— Problem to work on —
Print all of the data exactly, with no line missing.

Data section start

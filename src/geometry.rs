//! Box geometry shared by the resolver and the surface adapter
//!
//! All rectangles live in one viewport-relative coordinate space, with y
//! growing downwards.

/// An axis-aligned rectangle, stored by its edges
#[derive(Debug, Clone, Copy, PartialEq)]
pub struct Rect {
    pub top: f64,
    pub left: f64,
    pub right: f64,
    pub bottom: f64,
}

impl Rect {
    /// Create a rectangle from its top-left corner and size
    pub fn new(left: f64, top: f64, width: f64, height: f64) -> Self {
        debug_assert!(width >= 0.0 && height >= 0.0, "negative rect extent");
        Self {
            top,
            left,
            right: left + width,
            bottom: top + height,
        }
    }

    /// Create a rectangle from its four edges
    pub fn from_edges(top: f64, left: f64, right: f64, bottom: f64) -> Self {
        debug_assert!(right >= left && bottom >= top, "inverted rect edges");
        Self {
            top,
            left,
            right,
            bottom,
        }
    }

    /// A rectangle of the given size anchored at the origin
    pub fn sized(width: f64, height: f64) -> Self {
        Self::new(0.0, 0.0, width, height)
    }

    pub fn width(&self) -> f64 {
        self.right - self.left
    }

    pub fn height(&self) -> f64 {
        self.bottom - self.top
    }

    /// Move the rectangle by `dx`, `dy` without changing its size
    pub fn translate(&self, dx: f64, dy: f64) -> Rect {
        Rect {
            top: self.top + dy,
            left: self.left + dx,
            right: self.right + dx,
            bottom: self.bottom + dy,
        }
    }

    /// Check whether `other` lies entirely inside this rectangle
    pub fn contains_rect(&self, other: &Rect) -> bool {
        other.left >= self.left
            && other.right <= self.right
            && other.top >= self.top
            && other.bottom <= self.bottom
    }
}

/// The axis a direction pushes the popper along
///
/// For `Vertical`, the primary coordinate is `top` and the cross coordinate
/// is `left`; `Horizontal` swaps them.
#[derive(Debug, Clone, Copy, PartialEq, Eq)]
pub enum Axis {
    Vertical,
    Horizontal,
}

impl Axis {
    /// Extent of `rect` along the primary axis
    pub fn primary_size(self, rect: &Rect) -> f64 {
        match self {
            Axis::Vertical => rect.height(),
            Axis::Horizontal => rect.width(),
        }
    }

    /// Extent of `rect` along the cross axis
    pub fn secondary_size(self, rect: &Rect) -> f64 {
        match self {
            Axis::Vertical => rect.width(),
            Axis::Horizontal => rect.height(),
        }
    }

    pub fn primary_min(self, rect: &Rect) -> f64 {
        match self {
            Axis::Vertical => rect.top,
            Axis::Horizontal => rect.left,
        }
    }

    pub fn primary_max(self, rect: &Rect) -> f64 {
        match self {
            Axis::Vertical => rect.bottom,
            Axis::Horizontal => rect.right,
        }
    }

    pub fn secondary_min(self, rect: &Rect) -> f64 {
        match self {
            Axis::Vertical => rect.left,
            Axis::Horizontal => rect.top,
        }
    }

    pub fn secondary_max(self, rect: &Rect) -> f64 {
        match self {
            Axis::Vertical => rect.right,
            Axis::Horizontal => rect.bottom,
        }
    }

    /// Map a (primary, secondary) coordinate pair back to (top, left)
    pub fn to_top_left(self, primary: f64, secondary: f64) -> (f64, f64) {
        match self {
            Axis::Vertical => (primary, secondary),
            Axis::Horizontal => (secondary, primary),
        }
    }
}

#[cfg(test)]
mod tests {
    use super::*;

    #[test]
    fn test_rect_derived_size() {
        let r = Rect::from_edges(100.0, 100.0, 150.0, 130.0);
        assert_eq!(r.width(), 50.0);
        assert_eq!(r.height(), 30.0);
    }

    #[test]
    fn test_rect_translate_keeps_size() {
        let r = Rect::new(10.0, 20.0, 30.0, 40.0).translate(5.0, -5.0);
        assert_eq!(r, Rect::from_edges(15.0, 15.0, 45.0, 55.0));
        assert_eq!(r.width(), 30.0);
    }

    #[test]
    fn test_contains_rect() {
        let outer = Rect::sized(100.0, 100.0);
        assert!(outer.contains_rect(&Rect::new(10.0, 10.0, 20.0, 20.0)));
        assert!(!outer.contains_rect(&Rect::new(90.0, 10.0, 20.0, 20.0)));
    }

    #[test]
    fn test_axis_vertical() {
        let r = Rect::new(1.0, 2.0, 30.0, 40.0);
        assert_eq!(Axis::Vertical.primary_size(&r), 40.0);
        assert_eq!(Axis::Vertical.secondary_size(&r), 30.0);
        assert_eq!(Axis::Vertical.primary_min(&r), 2.0);
        assert_eq!(Axis::Vertical.secondary_max(&r), 31.0);
        assert_eq!(Axis::Vertical.to_top_left(7.0, 9.0), (7.0, 9.0));
    }

    #[test]
    fn test_axis_horizontal() {
        let r = Rect::new(1.0, 2.0, 30.0, 40.0);
        assert_eq!(Axis::Horizontal.primary_size(&r), 30.0);
        assert_eq!(Axis::Horizontal.secondary_size(&r), 40.0);
        assert_eq!(Axis::Horizontal.primary_max(&r), 31.0);
        assert_eq!(Axis::Horizontal.secondary_min(&r), 2.0);
        assert_eq!(Axis::Horizontal.to_top_left(7.0, 9.0), (9.0, 7.0));
    }
}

Data section end

— Task answer —
filename src/geometry.rs
//! Box geometry shared by the resolver and the surface adapter
//!
//! All rectangles live in one viewport-relative coordinate space, with y
//! growing downwards.

/// An axis-aligned rectangle, stored by its edges
#[derive(Debug, Clone, Copy, PartialEq)]
pub struct Rect {
    pub top: f64,
    pub left: f64,
    pub right: f64,
    pub bottom: f64,
}

impl Rect {
    /// Create a rectangle from its top-left corner and size
    pub fn new(left: f64, top: f64, width: f64, height: f64) -> Self {
        debug_assert!(width >= 0.0 && height >= 0.0, "negative rect extent");
        Self {
            top,
            left,
            right: left + width,
            bottom: top + height,
        }
    }

    /// Create a rectangle from its four edges
    pub fn from_edges(top: f64, left: f64, right: f64, bottom: f64) -> Self {
        debug_assert!(right >= left && bottom >= top, "inverted rect edges");
        Self {
            top,
            left,
            right,
            bottom,
        }
    }

    /// A rectangle of the given size anchored at the origin
    pub fn sized(width: f64, height: f64) -> Self {
        Self::new(0.0, 0.0, width, height)
    }

    pub fn width(&self) -> f64 {
        self.right - self.left
    }

    pub fn height(&self) -> f64 {
        self.bottom - self.top
    }

    /// Move the rectangle by `dx`, `dy` without changing its size
    pub fn translate(&self, dx: f64, dy: f64) -> Rect {
        Rect {
            top: self.top + dy,
            left: self.left + dx,
            right: self.right + dx,
            bottom: self.bottom + dy,
        }
    }

    /// Check whether `other` lies entirely inside this rectangle
    pub fn contains_rect(&self, other: &Rect) -> bool {
        other.left >= self.left
            && other.right <= self.right
            && other.top >= self.top
            && other.bottom <= self.bottom
    }
}

/// The axis a direction pushes the popper along
///
/// For `Vertical`, the primary coordinate is `top` and the cross coordinate
/// is `left`; `Horizontal` swaps them.
#[derive(Debug, Clone, Copy, PartialEq, Eq)]
pub enum Axis {
    Vertical,
    Horizontal,
}

impl Axis {
    /// Extent of `rect` along the primary axis
    pub fn primary_size(self, rect: &Rect) -> f64 {
        match self {
            Axis::Vertical => rect.height(),
            Axis::Horizontal => rect.width(),
        }
    }

    /// Extent of `rect` along the cross axis
    pub fn secondary_size(self, rect: &Rect) -> f64 {
        match self {
            Axis::Vertical => rect.width(),
            Axis::Horizontal => rect.height(),
        }
    }

    pub fn primary_min(self, rect: &Rect) -> f64 {
        match self {
            Axis::Vertical => rect.top,
            Axis::Horizontal => rect.left,
        }
    }

    pub fn primary_max(self, rect: &Rect) -> f64 {
        match self {
            Axis::Vertical => rect.bottom,
            Axis::Horizontal => rect.right,
        }
    }

    pub fn secondary_min(self, rect: &Rect) -> f64 {
        match self {
            Axis::Vertical => rect.left,
            Axis::Horizontal => rect.top,
        }
    }

    pub fn secondary_max(self, rect: &Rect) -> f64 {
        match self {
            Axis::Vertical => rect.right,
            Axis::Horizontal => rect.bottom,
        }
    }

    /// Map a (primary, secondary) coordinate pair back to (top, left)
    pub fn to_top_left(self, primary: f64, secondary: f64) -> (f64, f64) {
        match self {
            Axis::Vertical => (primary, secondary),
            Axis::Horizontal => (secondary, primary),
        }
    }
}

#[cfg(test)]
mod tests {
    use super::*;

    #[test]
    fn test_rect_derived_size() {
        let r = Rect::from_edges(100.0, 100.0, 150.0, 130.0);
        assert_eq!(r.width(), 50.0);
        assert_eq!(r.height(), 30.0);
    }

    #[test]
    fn test_rect_translate_keeps_size() {
        let r = Rect::new(10.0, 20.0, 30.0, 40.0).translate(5.0, -5.0);
        assert_eq!(r, Rect::from_edges(15.0, 15.0, 45.0, 55.0));
        assert_eq!(r.width(), 30.0);
    }

    #[test]
    fn test_contains_rect() {
        let outer = Rect::sized(100.0, 100.0);
        assert!(outer.contains_rect(&Rect::new(10.0, 10.0, 20.0, 20.0)));
        assert!(!outer.contains_rect(&Rect::new(90.0, 10.0, 20.0, 20.0)));
    }

    #[test]
    fn test_axis_vertical() {
        let r = Rect::new(1.0, 2.0, 30.0, 40.0);
        assert_eq!(Axis::Vertical.primary_size(&r), 40.0);
        assert_eq!(Axis::Vertical.secondary_size(&r), 30.0);
        assert_eq!(Axis::Vertical.primary_min(&r), 2.0);
        assert_eq!(Axis::Vertical.secondary_max(&r), 31.0);
        assert_eq!(Axis::Vertical.to_top_left(7.0, 9.0), (7.0, 9.0));
    }

    #[test]
    fn test_axis_horizontal() {
        let r = Rect::new(1.0, 2.0, 30.0, 40.0);
        assert_eq!(Axis::Horizontal.primary_size(&r), 30.0);
        assert_eq!(Axis::Horizontal.secondary_size(&r), 40.0);
        assert_eq!(Axis::Horizontal.primary_max(&r), 31.0);
        assert_eq!(Axis::Horizontal.secondary_min(&r), 2.0);
        assert_eq!(Axis::Horizontal.to_top_left(7.0, 9.0), (9.0, 7.0));
    }
}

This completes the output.